■ What the task asks
Search the entries for the word "value". Copy every line that holds it.
BEGIN Data for the task
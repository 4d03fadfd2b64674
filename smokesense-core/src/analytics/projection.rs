//! Money and time projections.
//!
//! Figures are returned unrounded; rounding is left to whoever renders
//! them. The only rounding applied here is the whole-cigarette reduction
//! target.

use serde::Serialize;

/// Average minutes spent on one cigarette.
pub const DEFAULT_MINUTES_PER_UNIT: f64 = 7.0;

/// Baseline used when the observed daily average rounds to zero.
pub const DEFAULT_DAILY_AVERAGE: f64 = 10.0;

const DAYS_PER_MONTH: f64 = 30.0;
const DAYS_PER_YEAR: f64 = 365.0;

/// Savings from cutting intake by a percentage.
#[derive(Debug, Clone, Copy, PartialEq, Serialize)]
pub struct Projection {
    /// Current cigarettes per day (sanitized)
    pub current_daily_average: f64,
    /// Reduction applied, in [0, 100]
    pub reduction_percent: f64,
    /// Price of one cigarette (sanitized)
    pub unit_price: f64,
    /// Whole cigarettes per day after the reduction
    pub target_daily: f64,
    /// Cigarettes avoided per day
    pub avoided_daily: f64,
    pub daily_savings: f64,
    pub monthly_savings: f64,
    pub yearly_savings: f64,
    pub five_year_savings: f64,
    pub minutes_saved_daily: f64,
    pub hours_saved_yearly: f64,
    pub days_saved_yearly: f64,
}

impl Projection {
    /// Whether the scenario is quitting outright.
    pub fn is_quit(&self) -> bool {
        self.reduction_percent >= 100.0
    }
}

/// Replace NaN and negatives with zero.
fn non_negative(field: &'static str, value: f64) -> f64 {
    if value.is_nan() || value < 0.0 {
        tracing::debug!(field, value, "Clamping invalid projection input to 0");
        0.0
    } else {
        value
    }
}

/// Project savings with the default minutes per cigarette.
pub fn project(current_daily_average: f64, reduction_percent: f64, unit_price: f64) -> Projection {
    project_with(
        current_daily_average,
        reduction_percent,
        unit_price,
        DEFAULT_MINUTES_PER_UNIT,
    )
}

/// Project savings from reducing `current_daily_average` by `reduction_percent`.
///
/// Out-of-range inputs are clamped rather than rejected, so every output
/// is non-negative.
pub fn project_with(
    current_daily_average: f64,
    reduction_percent: f64,
    unit_price: f64,
    minutes_per_unit: f64,
) -> Projection {
    let average = non_negative("current_daily_average", current_daily_average);
    let price = non_negative("unit_price", unit_price);
    let minutes = non_negative("minutes_per_unit", minutes_per_unit);
    let percent = non_negative("reduction_percent", reduction_percent);
    if percent > 100.0 {
        tracing::debug!(reduction_percent, "Clamping reduction to 100%");
    }
    let percent = percent.min(100.0);

    let target = (average * (1.0 - percent / 100.0)).round();
    // Rounding the target up can exceed a fractional average
    let avoided = (average - target).max(0.0);

    let daily_savings = avoided * price;
    let yearly_savings = daily_savings * DAYS_PER_YEAR;
    let minutes_saved_daily = avoided * minutes;
    let hours_saved_yearly = minutes_saved_daily * DAYS_PER_YEAR / 60.0;

    Projection {
        current_daily_average: average,
        reduction_percent: percent,
        unit_price: price,
        target_daily: target,
        avoided_daily: avoided,
        daily_savings,
        monthly_savings: daily_savings * DAYS_PER_MONTH,
        yearly_savings,
        five_year_savings: yearly_savings * 5.0,
        minutes_saved_daily,
        hours_saved_yearly,
        days_saved_yearly: hours_saved_yearly / 24.0,
    }
}

/// Baseline for the projection slider from an observed daily average.
pub fn projection_baseline(observed_daily_average: f64) -> f64 {
    let rounded = non_negative("observed_daily_average", observed_daily_average).round();
    if rounded == 0.0 {
        DEFAULT_DAILY_AVERAGE
    } else {
        rounded
    }
}

/// What was spent over a window and what that rate costs going forward.
#[derive(Debug, Clone, Copy, PartialEq, Serialize)]
pub struct SpendSummary {
    pub window_days: u32,
    pub count: u32,
    pub unit_price: f64,
    pub total_spent: f64,
    pub daily_average: f64,
    pub monthly_projection: f64,
    pub yearly_projection: f64,
    pub minutes_spent: f64,
}

impl SpendSummary {
    pub fn compute(count: u32, window_days: u32, unit_price: f64, minutes_per_unit: f64) -> Self {
        let price = non_negative("unit_price", unit_price);
        let daily_average = if window_days == 0 {
            0.0
        } else {
            count as f64 / window_days as f64
        };

        Self {
            window_days,
            count,
            unit_price: price,
            total_spent: count as f64 * price,
            daily_average,
            monthly_projection: daily_average * DAYS_PER_MONTH * price,
            yearly_projection: daily_average * DAYS_PER_YEAR * price,
            minutes_spent: count as f64 * non_negative("minutes_per_unit", minutes_per_unit),
        }
    }

    pub fn hours_spent(&self) -> f64 {
        self.minutes_spent / 60.0
    }
}

/// Something the money could buy instead.
#[derive(Debug, Clone, Copy, PartialEq, Serialize)]
pub struct Reward {
    pub threshold: f64,
    pub emoji: &'static str,
    pub description: &'static str,
}

const fn reward(threshold: f64, emoji: &'static str, description: &'static str) -> Reward {
    Reward {
        threshold,
        emoji,
        description,
    }
}

/// Purchase ideas, ascending by threshold.
pub static REWARD_CATALOG: &[Reward] = &[
    reward(150.0, "🍫", "A giant chocolate bar"),
    reward(300.0, "🎬", "A month of streaming"),
    reward(500.0, "🎥", "Movie ticket & popcorn"),
    reward(750.0, "🍕", "A fancy pizza dinner"),
    reward(1_000.0, "📚", "A bestseller hardback"),
    reward(1_500.0, "🔊", "Bluetooth speaker"),
    reward(2_000.0, "👕", "A branded t-shirt"),
    reward(3_000.0, "👟", "New running shoes"),
    reward(4_000.0, "🎮", "A video game"),
    reward(5_000.0, "🎧", "Premium earbuds"),
    reward(7_500.0, "⌚", "A smart fitness watch"),
    reward(10_000.0, "📱", "A budget tablet"),
    reward(15_000.0, "📱", "A mid-range smartphone"),
    reward(25_000.0, "🏨", "A luxury weekend getaway"),
    reward(30_000.0, "🏖️", "A beach trip"),
    reward(40_000.0, "🎮", "Latest gaming console"),
    reward(50_000.0, "💻", "A new laptop"),
    reward(75_000.0, "🛵", "An electric scooter"),
    reward(100_000.0, "✈️", "International trip"),
];

/// Consolation entry when nothing in the catalog is affordable.
pub static FALLBACK_REWARD: Reward = Reward {
    threshold: 0.0,
    emoji: "☕",
    description: "A nice coffee",
};

/// Rewards affordable with `amount`, cheapest first.
pub fn reward_equivalents(amount: f64) -> Vec<&'static Reward> {
    let affordable: Vec<&'static Reward> = REWARD_CATALOG
        .iter()
        .filter(|reward| amount >= reward.threshold)
        .collect();
    if affordable.is_empty() {
        vec![&FALLBACK_REWARD]
    } else {
        affordable
    }
}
END Data for the task
■ Exercise output
fn non_negative(field: &'static str, value: f64) -> f64 {
    if value.is_nan() || value < 0.0 {
        tracing::debug!(field, value, "Clamping invalid projection input to 0");
        value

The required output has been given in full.